Odd regex behavior

Discussion in 'Perl Misc' started by Mintcake, Oct 1, 2007.

  1. Mintcake

    Mintcake Guest

    I wouldd be grateful to anyone who can shed some light on the
    unexpected
    results from the regex in the following program.

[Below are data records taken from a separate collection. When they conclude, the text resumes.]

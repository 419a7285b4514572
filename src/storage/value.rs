//! Field values for QuillDB
//!
//! This module defines how data values are represented in memory and how
//! they compare inside WHERE conditions.

use serde::{Deserialize, Serialize};
use std::cmp::Ordering;
use std::fmt;

/// A single typed field value.
///
/// CHAR columns produce `Str` values; the fixed-length nature of CHAR
/// lives in the column type, not in the value.
#[derive(Debug, Clone, Serialize, Deserialize)]
pub enum Value {
    /// 32-bit signed integer
    Int(i32),
    /// 32-bit IEEE float
    Float(f32),
    /// UTF-8 string
    Str(String),
    /// Boolean
    Bool(bool),
}

// Equality holds only between matching tags.
impl PartialEq for Value {
    fn eq(&self, other: &Self) -> bool {
        match (self, other) {
            (Value::Int(a), Value::Int(b)) => a == b,
            (Value::Float(a), Value::Float(b)) => a == b,
            (Value::Str(a), Value::Str(b)) => a == b,
            (Value::Bool(a), Value::Bool(b)) => a == b,
            _ => false,
        }
    }
}

/// Comparison operators accepted in WHERE conditions
#[derive(Debug, Clone, Copy, PartialEq, Eq, Hash, Serialize, Deserialize)]
pub enum CompareOp {
    Eq,
    NotEq,
    Gt,
    Lt,
    Ge,
    Le,
}

impl CompareOp {
    fn holds(self, ordering: Ordering) -> bool {
        match self {
            CompareOp::Eq => ordering == Ordering::Equal,
            CompareOp::NotEq => ordering != Ordering::Equal,
            CompareOp::Gt => ordering == Ordering::Greater,
            CompareOp::Lt => ordering == Ordering::Less,
            CompareOp::Ge => ordering != Ordering::Less,
            CompareOp::Le => ordering != Ordering::Greater,
        }
    }
}

impl fmt::Display for CompareOp {
    fn fmt(&self, f: &mut fmt::Formatter<'_>) -> fmt::Result {
        let s = match self {
            CompareOp::Eq => "=",
            CompareOp::NotEq => "!=",
            CompareOp::Gt => ">",
            CompareOp::Lt => "<",
            CompareOp::Ge => ">=",
            CompareOp::Le => "<=",
        };
        write!(f, "{}", s)
    }
}

impl std::str::FromStr for CompareOp {
    type Err = String;

    fn from_str(s: &str) -> std::result::Result<Self, Self::Err> {
        match s {
            "=" => Ok(CompareOp::Eq),
            "!=" => Ok(CompareOp::NotEq),
            ">" => Ok(CompareOp::Gt),
            "<" => Ok(CompareOp::Lt),
            ">=" => Ok(CompareOp::Ge),
            "<=" => Ok(CompareOp::Le),
            other => Err(format!("unknown comparison operator '{}'", other)),
        }
    }
}

impl Value {
    /// Get the type name of this value
    pub fn type_name(&self) -> &'static str {
        match self {
            Value::Int(_) => "INT",
            Value::Float(_) => "FLOAT",
            Value::Str(_) => "STRING",
            Value::Bool(_) => "BOOL",
        }
    }

    /// Apply `op` between this value and `other`.
    ///
    /// Mismatched tags yield `false` for every operator, including `!=`,
    /// so a mistyped predicate never promotes into a match. Integers,
    /// floats, and strings order normally; booleans answer only equality.
    pub fn compare(&self, other: &Value, op: CompareOp) -> bool {
        match (self, other) {
            (Value::Int(a), Value::Int(b)) => op.holds(a.cmp(b)),
            (Value::Float(a), Value::Float(b)) => {
                a.partial_cmp(b).map_or(false, |ordering| op.holds(ordering))
            }
            (Value::Str(a), Value::Str(b)) => op.holds(a.cmp(b)),
            (Value::Bool(a), Value::Bool(b)) => match op {
                CompareOp::Eq => a == b,
                CompareOp::NotEq => a != b,
                _ => false,
            },
            _ => false,
        }
    }
}

impl fmt::Display for Value {
    fn fmt(&self, f: &mut fmt::Formatter<'_>) -> fmt::Result {
        match self {
            Value::Int(i) => write!(f, "{}", i),
            Value::Float(n) => write!(f, "{}", n),
            Value::Str(s) => write!(f, "{}", s),
            Value::Bool(b) => write!(f, "{}", if *b { "TRUE" } else { "FALSE" }),
        }
    }
}

impl From<i32> for Value {
    fn from(v: i32) -> Self {
        Value::Int(v)
    }
}

impl From<f32> for Value {
    fn from(v: f32) -> Self {
        Value::Float(v)
    }
}

impl From<String> for Value {
    fn from(v: String) -> Self {
        Value::Str(v)
    }
}

impl From<&str> for Value {
    fn from(v: &str) -> Self {
        Value::Str(v.to_string())
    }
}

impl From<bool> for Value {
    fn from(v: bool) -> Self {
        Value::Bool(v)
    }
}

#[cfg(test)]
mod tests {
    use super::*;

    #[test]
    fn test_same_tag_comparison() {
        assert!(Value::Int(5).compare(&Value::Int(3), CompareOp::Gt));
        assert!(Value::Int(5).compare(&Value::Int(5), CompareOp::Ge));
        assert!(Value::Float(1.5).compare(&Value::Float(2.0), CompareOp::Lt));
        assert!(Value::Str("abc".into()).compare(&Value::Str("abd".into()), CompareOp::Lt));
        assert!(Value::Bool(true).compare(&Value::Bool(true), CompareOp::Eq));
        assert!(Value::Bool(true).compare(&Value::Bool(false), CompareOp::NotEq));
    }

    #[test]
    fn test_mismatched_tags_never_match() {
        let int = Value::Int(1);
        let text = Value::Str("alice".into());
        for op in [
            CompareOp::Eq,
            CompareOp::NotEq,
            CompareOp::Gt,
            CompareOp::Lt,
            CompareOp::Ge,
            CompareOp::Le,
        ] {
            assert!(!int.compare(&text, op), "{} should not hold", op);
            assert!(!text.compare(&int, op), "{} should not hold", op);
        }
        assert_ne!(int, text);
    }

    #[test]
    fn test_bools_are_unordered() {
        assert!(!Value::Bool(true).compare(&Value::Bool(false), CompareOp::Gt));
        assert!(!Value::Bool(false).compare(&Value::Bool(true), CompareOp::Le));
    }

    #[test]
    fn test_compare_op_parsing() {
        assert_eq!("<=".parse::<CompareOp>(), Ok(CompareOp::Le));
        assert_eq!("=".parse::<CompareOp>(), Ok(CompareOp::Eq));
        assert!("<>".parse::<CompareOp>().is_err());
    }

    #[test]
    fn test_display() {
        assert_eq!(Value::Bool(true).to_string(), "TRUE");
        assert_eq!(Value::Int(-3).to_string(), "-3");
        assert_eq!(CompareOp::NotEq.to_string(), "!=");
    }
}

    #!/usr/local/bin/perl -l

    use strict;

    my $y = ' href="/foo/bar?d=1&c=2&f=1&cards=1" x="123"';

    for ($y =~ /(\s+\w+=['"](.*?)["'])/gs)
    {
    print "1) $_";
    print "2) [$1][$2]";

    my $x = /(\w+)=['"](.*)["']/;
    print "3) [$x] [$1][$2]";

    my $x = /(\w+)=['"](.*)["']/;
    print "4) [$x] [$1][$2]";

    my $x = /(\w+)=['"](.*)["']/;
    print "5) [$x] [$1][$2]";

    print "";
    }
    __END__

    The results I get are as follows

    1) href="/foo/bar?d=1&c=2&f=1&cards=1"
    2) [ x="123"][123]
    3) [1] [href][/foo/bar?d=1&c=2&f=1&cards=1]
    4) [1] [href][/foo/bar?d=1&c=2&f=1&cards=1]
    5) [1] [href][/foo/bar?d=1&c=2&f=1&cards=1]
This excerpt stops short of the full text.